The future of sustainable housing is changing the way houses and buildings are being built, not just the materials that are used. It has to start from the foundations themselves. Sustainable housing ideally involves a home that is completely green and energy-efficient.
This piece was written by Matt Jambrovic the editor at Ranger Roofing of Oklahoma.
Shifts in our climate and ecosystem have changed many people’s attitudes, toward a greener and more ecologically healthier life.
When it comes to housing and construction, government rules, regulations, and codes are also changing to the new circumstances. There’s a greater focus on sustainable roofs, walls, energy-efficient power, and water systems.
The focus of all new sustainable housing centers on renewable energy sources and conservation.
Building a New House
If you are building a new house, your primary focus should first be on the building materials. Ideally, they should be recycled and reprocessed materials.

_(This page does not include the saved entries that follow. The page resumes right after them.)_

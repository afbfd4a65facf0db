// Licensed to the Apache Software Foundation (ASF) under one
// or more contributor license agreements.  See the NOTICE file
// distributed with this work for additional information
// regarding copyright ownership.  The ASF licenses this file
// to you under the Apache License, Version 2.0 (the
// "License"); you may not use this file except in compliance
// with the License.  You may obtain a copy of the License at
//
//   http://www.apache.org/licenses/LICENSE-2.0
//
// Unless required by applicable law or agreed to in writing,
// software distributed under the License is distributed on an
// "AS IS" BASIS, WITHOUT WARRANTIES OR CONDITIONS OF ANY
// KIND, either express or implied.  See the License for the
// specific language governing permissions and limitations
// under the License.

use std::fmt;

use clap::Arg;
use clap::ArgAction;
use ds_sketches::common::NumStdDev;
use ds_sketches::theta;
use ds_sketches::theta::CompactThetaSketch;
use ds_sketches::theta::ThetaANotB;
use ds_sketches::theta::ThetaIntersection;
use ds_sketches::theta::ThetaSketch;
use ds_sketches::theta::ThetaSketchView;
use ds_sketches::theta::ThetaUnion;

use super::Adapter;
use crate::error::Error;
use crate::error::ErrorKind;
use crate::options::OptionSet;
use crate::query::QueryResult;

const K: &str = "k";
const INTERSECTION: &str = "intersection";
const SET_MINUS: &str = "set-minus";
const BOUNDS: &str = "bounds";

/// A theta sketch as held in the sketch list.
///
/// Sketches built from data stay updatable; loaded and merged sketches are compact.
#[derive(Debug, Clone)]
pub enum AnyThetaSketch {
    Update(ThetaSketch),
    Compact(CompactThetaSketch),
}

impl AnyThetaSketch {
    pub fn estimate(&self) -> f64 {
        match self {
            AnyThetaSketch::Update(sketch) => sketch.estimate(),
            AnyThetaSketch::Compact(sketch) => sketch.estimate(),
        }
    }

    pub fn lower_bound(&self, num_std_dev: NumStdDev) -> f64 {
        match self {
            AnyThetaSketch::Update(sketch) => sketch.lower_bound(num_std_dev),
            AnyThetaSketch::Compact(sketch) => sketch.lower_bound(num_std_dev),
        }
    }

    pub fn upper_bound(&self, num_std_dev: NumStdDev) -> f64 {
        match self {
            AnyThetaSketch::Update(sketch) => sketch.upper_bound(num_std_dev),
            AnyThetaSketch::Compact(sketch) => sketch.upper_bound(num_std_dev),
        }
    }

    /// Nominal size of an updatable sketch; compact sketches do not record one.
    pub fn lg_k(&self) -> Option<u8> {
        match self {
            AnyThetaSketch::Update(sketch) => Some(sketch.lg_k()),
            AnyThetaSketch::Compact(_) => None,
        }
    }

    pub fn compact(&self) -> CompactThetaSketch {
        match self {
            AnyThetaSketch::Update(sketch) => sketch.compact(),
            AnyThetaSketch::Compact(sketch) => sketch.clone(),
        }
    }
}

impl fmt::Display for AnyThetaSketch {
    fn fmt(&self, f: &mut fmt::Formatter<'_>) -> fmt::Result {
        match self {
            AnyThetaSketch::Update(sketch) => fmt::Display::fmt(sketch, f),
            AnyThetaSketch::Compact(sketch) => fmt::Display::fmt(sketch, f),
        }
    }
}

/// `ds theta`: theta sketches with union, intersection and set difference.
#[derive(Debug)]
pub struct SetSketch;

impl Adapter for SetSketch {
    type Sketch = AnyThetaSketch;

    const USAGE_NAME: &'static str = "ds theta";

    fn args() -> Vec<Arg> {
        vec![
            Arg::new(K)
                .short('k')
                .value_name("K")
                .num_args(1)
                .help("nominal entries, rounded up to a power of 2 (default 4096)"),
            Arg::new(INTERSECTION)
                .short('i')
                .long(INTERSECTION)
                .action(ArgAction::SetTrue)
                .conflicts_with(SET_MINUS)
                .help("merge the sketches by intersection"),
            Arg::new(SET_MINUS)
                .short('m')
                .long(SET_MINUS)
                .action(ArgAction::SetTrue)
                .help("merge as the first sketch minus the union of the others"),
            Arg::new(BOUNDS)
                .short('b')
                .long(BOUNDS)
                .action(ArgAction::SetTrue)
                .help("print lower bound, estimate and upper bound"),
        ]
    }

    fn build(opts: &OptionSet) -> Result<AnyThetaSketch, Error> {
        let lg_k = lg_k(opts)?.unwrap_or(theta::DEFAULT_LG_K);
        Ok(AnyThetaSketch::Update(
            ThetaSketch::builder().lg_k(lg_k).build(),
        ))
    }

    fn update_one(sketch: &mut AnyThetaSketch, line: &str, _opts: &OptionSet) -> Result<(), Error> {
        match sketch {
            AnyThetaSketch::Update(sketch) => {
                sketch.update(line);
                Ok(())
            }
            AnyThetaSketch::Compact(_) => Err(Error::new(
                ErrorKind::InvalidSketch,
                "a compact theta sketch cannot be updated",
            )),
        }
    }

    fn merge(list: &[AnyThetaSketch], opts: &OptionSet) -> Result<AnyThetaSketch, Error> {
        let compacts: Vec<CompactThetaSketch> = list.iter().map(AnyThetaSketch::compact).collect();

        if opts.has(INTERSECTION) {
            tracing::debug!(inputs = compacts.len(), "theta merge by intersection");
            let mut intersection = ThetaIntersection::default();
            for sketch in &compacts {
                intersection.update(sketch).map_err(Error::invalid_sketch)?;
            }
            let result = intersection.result().map_err(Error::invalid_sketch)?;
            return Ok(AnyThetaSketch::Compact(result));
        }

        let last = list
            .last()
            .and_then(AnyThetaSketch::lg_k)
            .unwrap_or(theta::DEFAULT_LG_K);
        let lg_k = lg_k(opts)?.unwrap_or(last);

        if opts.has(SET_MINUS) {
            tracing::debug!(inputs = compacts.len(), "theta merge by set difference");
            let Some((a, rest)) = compacts.split_first() else {
                return Err(Error::new(ErrorKind::InvalidSketch, "nothing to subtract from"));
            };
            let b = union_of(rest, lg_k)?;
            let result = ThetaANotB::compute(a, &b).map_err(Error::invalid_sketch)?;
            return Ok(AnyThetaSketch::Compact(result));
        }

        tracing::debug!(inputs = compacts.len(), lg_k, "theta merge by union");
        Ok(AnyThetaSketch::Compact(union_of(&compacts, lg_k)?))
    }

    fn query(sketch: &AnyThetaSketch, opts: &OptionSet) -> Result<QueryResult, Error> {
        let mut result = QueryResult::new();
        if opts.has(BOUNDS) {
            result.push(format!(
                "{:.0}   {:.0}   {:.0}",
                sketch.lower_bound(NumStdDev::Two),
                sketch.estimate(),
                sketch.upper_bound(NumStdDev::Two)
            ));
        } else {
            result.push(format!("{:.0}", sketch.estimate()));
        }
        Ok(result)
    }

    fn serialize(sketch: &AnyThetaSketch) -> Vec<u8> {
        match sketch {
            AnyThetaSketch::Update(sketch) => sketch.compact().serialize(),
            AnyThetaSketch::Compact(sketch) => sketch.serialize(),
        }
    }

    fn deserialize(bytes: &[u8]) -> Result<AnyThetaSketch, Error> {
        CompactThetaSketch::deserialize(bytes)
            .map(AnyThetaSketch::Compact)
            .map_err(Error::invalid_sketch)
    }
}

fn union_of(sketches: &[CompactThetaSketch], lg_k: u8) -> Result<CompactThetaSketch, Error> {
    let mut union = ThetaUnion::new(lg_k);
    for sketch in sketches {
        union.update(sketch).map_err(Error::invalid_sketch)?;
    }
    Ok(union.result())
}

fn lg_k(opts: &OptionSet) -> Result<Option<u8>, Error> {
    let Some(k) = opts.parse_value::<u64>(K)? else {
        return Ok(None);
    };
    let min = 1u64 << theta::MIN_LG_K;
    let max = 1u64 << theta::MAX_LG_K;
    if !(min..=max).contains(&k) {
        return Err(Error::config_invalid(
            K,
            format!("k must be in [{min}, {max}], got {k}"),
        ));
    }
    Ok(Some(k.next_power_of_two().trailing_zeros() as u8))
}

#[cfg(test)]
mod tests {
    use super::*;

    fn opts(args: &[&str]) -> OptionSet {
        let args: Vec<String> = args.iter().map(|s| s.to_string()).collect();
        OptionSet::parse(&mut SetSketch::command(), &args).unwrap()
    }

    fn sketch_of(range: std::ops::RangeInclusive<u64>) -> AnyThetaSketch {
        let plain = opts(&[]);
        let mut sketch = SetSketch::build(&plain).unwrap();
        for i in range {
            SetSketch::update_one(&mut sketch, &i.to_string(), &plain).unwrap();
        }
        sketch
    }

    #[test]
    fn test_k_rounds_up() {
        assert_eq!(lg_k(&opts(&["-k", "4096"])).unwrap(), Some(12));
        assert_eq!(lg_k(&opts(&["-k", "5000"])).unwrap(), Some(13));
        assert_eq!(lg_k(&opts(&["-k", "32"])).unwrap(), Some(5));
        assert!(lg_k(&opts(&["-k", "31"])).is_err());
        assert!(lg_k(&opts(&["-k", "0"])).is_err());
    }

    #[test]
    fn test_three_merge_modes() {
        let list = [sketch_of(1..=1000), sketch_of(501..=1500)];
        let union = SetSketch::merge(&list, &opts(&[])).unwrap();
        assert_eq!(union.estimate(), 1500.0);
        let intersection = SetSketch::merge(&list, &opts(&["-i"])).unwrap();
        assert_eq!(intersection.estimate(), 500.0);
        let minus = SetSketch::merge(&list, &opts(&["-m"])).unwrap();
        assert_eq!(minus.estimate(), 500.0);
    }

    #[test]
    fn test_intersection_and_set_minus_conflict() {
        let args: Vec<String> = ["-i", "-m"].iter().map(|s| s.to_string()).collect();
        assert!(OptionSet::parse(&mut SetSketch::command(), &args).is_err());
    }

    #[test]
    fn test_query_formats() {
        let sketch = sketch_of(1..=100);
        let result = SetSketch::query(&sketch, &opts(&[])).unwrap();
        assert_eq!(result.lines(), &["100".to_string()]);
        let result = SetSketch::query(&sketch, &opts(&["-b"])).unwrap();
        assert_eq!(result.lines(), &["100   100   100".to_string()]);
    }

    #[test]
    fn test_round_trip_is_compact() {
        let sketch = sketch_of(1..=10);
        let bytes = SetSketch::serialize(&sketch);
        let restored = SetSketch::deserialize(&bytes).unwrap();
        assert!(matches!(restored, AnyThetaSketch::Compact(_)));
        assert_eq!(SetSketch::serialize(&restored), bytes);
    }
}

The future of sustainable housing would be that if these materials are still recyclable in their current form so that they can be reused… yet again.
It’s great if they are also energy-efficient, meaning that they do not hold or release too much heat or cold. This goes for the walls, as well as, for the roofs.
Insulation and walls that breathe are both very important because they help to regulate the levels of humidity. This keeps the air circulating in order to create a more healthy living environment.
Sustainable Materials and Green Roofs
Fired bricks, straw, clay, rammed earth, wood is some of the best sustainable materials for walls. You can even use hay and straw for insulation. These materials are durable, eco-friendly and their production doesn’t require great amounts of energy or carbon dioxide. This means they don’t create extra pollution for our atmosphere.
The best organic and recycled materials for roofs are metal and wood.
But even more sustainable and energy-efficient is the growing trend of green roofs. These are roofs that are partially or completely covered with plants and different vegetation. They can function as insulation, both acoustic and thermal, they absorb water and block UV rays.
In urban areas, with little green surfaces, they can be valuable producers of clean oxygen, reducing air pollution. But roofs can also serve another purpose: they can be the basis of your renewable energy power system.
Powering Your House
The future of sustainable housing involves powering your house using primarily renewable, natural energy: sun, wind or water.
The most widely spread renewable energy power system is the solar electric system. It involves installing solar panels on your roof which then absorb the sunlight and use it to heat your house as well as power all or some of your electronics. Solar water heaters use sunlight to heat the water in your house.
Sustainable, green living, using and reusing natural organic materials and renewable energy is not only environmentally friendly, but it is also a way to help our environment in a way that saves you money. In most cases, it will cut your utility costs by reducing the amount of energy and water you use but it will also reduce the amount of waste your home produces.